According to his revised income tax returns, Mr. Basson's income in 2010 from EI and the employment agency was $24,070, largely from EI. In 2011 was $22,676 ($6,685 in RRSP income and the rest form working). Mr. Basson claims that, as a result of his accident-related impairments, he suffered a substantial inability to perform the essential tasks of his pre-accident employment. It was not until shortly before the hearing that Mr. Basson produced a printout from Canada Revenue Agency of his reported income for 2012 and 2013.

 

Mr. Basson clearly worked most of 2011 as a forklift operator and it was a more physically-demanding job than the one he had done prior to the accident.  Post-accident he worked without interruption, from November 2011 through November 2012 earning $54,672 in 2012. Refuting his claim that he was let go for poor performance (due to his impairments) in 2011 his ROE from the employer suggested there was a shortage of work. No witness was called from the company.  Contrary to his claim that he didn’t work between November 2012 and June 2014 his 2013 T4 showed an income of $21,495. Mr. Basson stated that he could not recall working in 2013 and could not identify his employer.

 

Mr. Basson stated that he started that job in May or June 2014, one 12 hour day a week cleaning fish. He produced a pay stub showing an employment agency as the issuer, not the employer that he claimed.  Under the heading, “Year to Date Totals” to August 2014, Mr. Basson had already earned gross employment income in 2014 from the Employment Agency of $19,844.44.  Mr. Basson then admitted he had been working more than he claimed in 2013 and 2014.

 

Royal and SunAlliance has maintained its position that Mr. Basson’s impairment is predominantly a minor injury.  Mr. Basson argued his impairments did not fall within the MIG as he suffers chronic pain.

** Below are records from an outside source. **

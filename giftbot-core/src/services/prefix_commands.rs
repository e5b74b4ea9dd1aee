// giftbot-core/src/services/prefix_commands.rs

use once_cell::sync::Lazy;
use regex::Regex;

use giftbot_common::models::{ChannelRef, GiveawayKey};

use crate::Error;
use crate::services::command_service::{
    parse_giveaway_key, parse_winner_count, EndGiveaway, GiveawayCommand, RerollGiveaway,
    StartGiveaway,
};

static CHANNEL_MENTION: Lazy<Regex> =
    Lazy::new(|| Regex::new(r"^<#(\d+)>$").expect("channel mention regex is valid"));

/// Parses a chat line such as `!start #giveaways 1d Nitro 2`.
///
/// Returns `None` when the line is not addressed to the bot (wrong prefix or
/// unknown command), so ordinary chatter is ignored silently. Known commands
/// with bad arguments come back as `Some(Err(..))`.
pub fn parse_prefix_command(prefix: &str, content: &str) -> Option<Result<GiveawayCommand, Error>> {
    let rest = content.trim_start().strip_prefix(prefix)?;
    let mut args: Vec<&str> = rest.split_whitespace().collect();
    if args.is_empty() {
        return None;
    }
    let command = args.remove(0).to_lowercase();

    let parsed = match command.as_str() {
        "start" => parse_start(&args),
        "end" => first_arg_key(&args, "Please provide a giveaway message ID.")
            .map(|key| GiveawayCommand::End(EndGiveaway { key })),
        "reroll" => first_arg_key(&args, "Please provide an ended giveaway message ID.")
            .map(|key| GiveawayCommand::Reroll(RerollGiveaway { key })),
        "stats" => Ok(GiveawayCommand::Stats),
        "help" => Ok(GiveawayCommand::Help),
        "invite" => Ok(GiveawayCommand::Invite),
        "support" => Ok(GiveawayCommand::Support),
        _ => return None,
    };
    Some(parsed)
}

/// `start #channel <duration> <prize...> <winners>`
fn parse_start(args: &[&str]) -> Result<GiveawayCommand, Error> {
    let channel = args
        .first()
        .and_then(|raw| CHANNEL_MENTION.captures(raw))
        .and_then(|caps| caps[1].parse::<u64>().ok())
        .map(ChannelRef)
        .ok_or_else(|| Error::InvalidArgument("Please mention a valid channel.".into()))?;

    let duration = args
        .get(1)
        .ok_or_else(|| Error::InvalidArgument("Please specify a duration (e.g., 1d, 2h).".into()))?;

    let prize = if args.len() > 3 {
        args[2..args.len() - 1].join(" ")
    } else {
        String::new()
    };
    if prize.is_empty() {
        return Err(Error::InvalidArgument("Please specify a prize.".into()));
    }

    let winners = args
        .last()
        .and_then(|raw| raw.parse::<i64>().ok())
        .ok_or_else(|| Error::InvalidArgument("Please specify a valid number of winners.".into()))
        .and_then(parse_winner_count)?;

    Ok(GiveawayCommand::Start(StartGiveaway {
        channel,
        duration: duration.to_string(),
        prize,
        winners,
    }))
}

fn first_arg_key(args: &[&str], missing: &str) -> Result<GiveawayKey, Error> {
    let raw = args
        .first()
        .ok_or_else(|| Error::InvalidArgument(missing.to_string()))?;
    parse_giveaway_key(raw)
}

#[cfg(test)]
mod tests {
    use super::*;

    fn parse(content: &str) -> Option<Result<GiveawayCommand, Error>> {
        parse_prefix_command("!", content)
    }

    fn invalid_argument(content: &str) -> String {
        match parse(content) {
            Some(Err(Error::InvalidArgument(msg))) => msg,
            other => panic!("expected InvalidArgument for '{content}', got {other:?}"),
        }
    }

    #[test]
    fn start_with_multi_word_prize() {
        let command = parse("!start <#42> 1d Nitro Classic 3").unwrap().unwrap();
        assert_eq!(
            command,
            GiveawayCommand::Start(StartGiveaway {
                channel: ChannelRef(42),
                duration: "1d".into(),
                prize: "Nitro Classic".into(),
                winners: 3,
            })
        );
    }

    #[test]
    fn command_name_is_case_insensitive() {
        assert_eq!(parse("!STATS").unwrap().unwrap(), GiveawayCommand::Stats);
        assert_eq!(parse("!Help").unwrap().unwrap(), GiveawayCommand::Help);
    }

    #[test]
    fn start_argument_errors() {
        assert_eq!(invalid_argument("!start general 1d Prize 1"), "Please mention a valid channel.");
        assert_eq!(
            invalid_argument("!start general 1d <#5> Prize 1"),
            "Please mention a valid channel."
        );
        assert_eq!(invalid_argument("!start <#1>"), "Please specify a duration (e.g., 1d, 2h).");
        assert_eq!(invalid_argument("!start <#1> 1d 2"), "Please specify a prize.");
        assert_eq!(
            invalid_argument("!start <#1> 1d Prize zero"),
            "Please specify a valid number of winners."
        );
        assert_eq!(
            invalid_argument("!start <#1> 1d Prize 0"),
            "Please specify a valid number of winners."
        );
    }

    #[test]
    fn end_and_reroll_take_a_message_id() {
        assert_eq!(
            parse("!end 123456").unwrap().unwrap(),
            GiveawayCommand::End(EndGiveaway { key: GiveawayKey(123456) })
        );
        assert_eq!(
            parse("!reroll 99").unwrap().unwrap(),
            GiveawayCommand::Reroll(RerollGiveaway { key: GiveawayKey(99) })
        );
        assert_eq!(invalid_argument("!end"), "Please provide a giveaway message ID.");
        assert_eq!(invalid_argument("!reroll"), "Please provide an ended giveaway message ID.");
        assert_eq!(invalid_argument("!end abc"), "Please provide a valid giveaway message ID.");
    }

    #[test]
    fn unrelated_lines_are_ignored() {
        assert!(parse("hello there").is_none());
        assert!(parse("!").is_none());
        assert!(parse("!dance").is_none());
        assert!(parse_prefix_command("g!", "!stats").is_none());
    }

    #[test]
    fn custom_prefix() {
        assert_eq!(
            parse_prefix_command("g!", "g!invite").unwrap().unwrap(),
            GiveawayCommand::Invite
        );
    }
}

The Arbitrator found that Mr. Basson failed to provide compelling evidence that would exclude him form the MIG. The Arbitrator found that pre-accident health information was in question due to Mr. Basson’s credibility. The Arbitrator conclude Mr. Basson’s injuries to fall within the MIG and the benefits were pain in full by Royal and SunAlliance.

 

Upon review of all of the evidence and testimony the Arbitrator found Mr. Basson's disclosure of his post-accident employment and income has been untimely, unreliable and incomplete. He had demonstrated the ability to do numerous, physically-demanding jobs for significant periods of time post-accident, was less than forthcoming with details of the jobs or the income.

 

The Arbitrator determined Mr. Basson an unreliable witness, and was not satisfied that that Mr. Basson has proven that his ongoing symptoms of pain were caused by the 2011 accident. Due to glaring factual inconsistencies and suspicious claim circumstances the Arbitrator determined Mr. Basson not credible.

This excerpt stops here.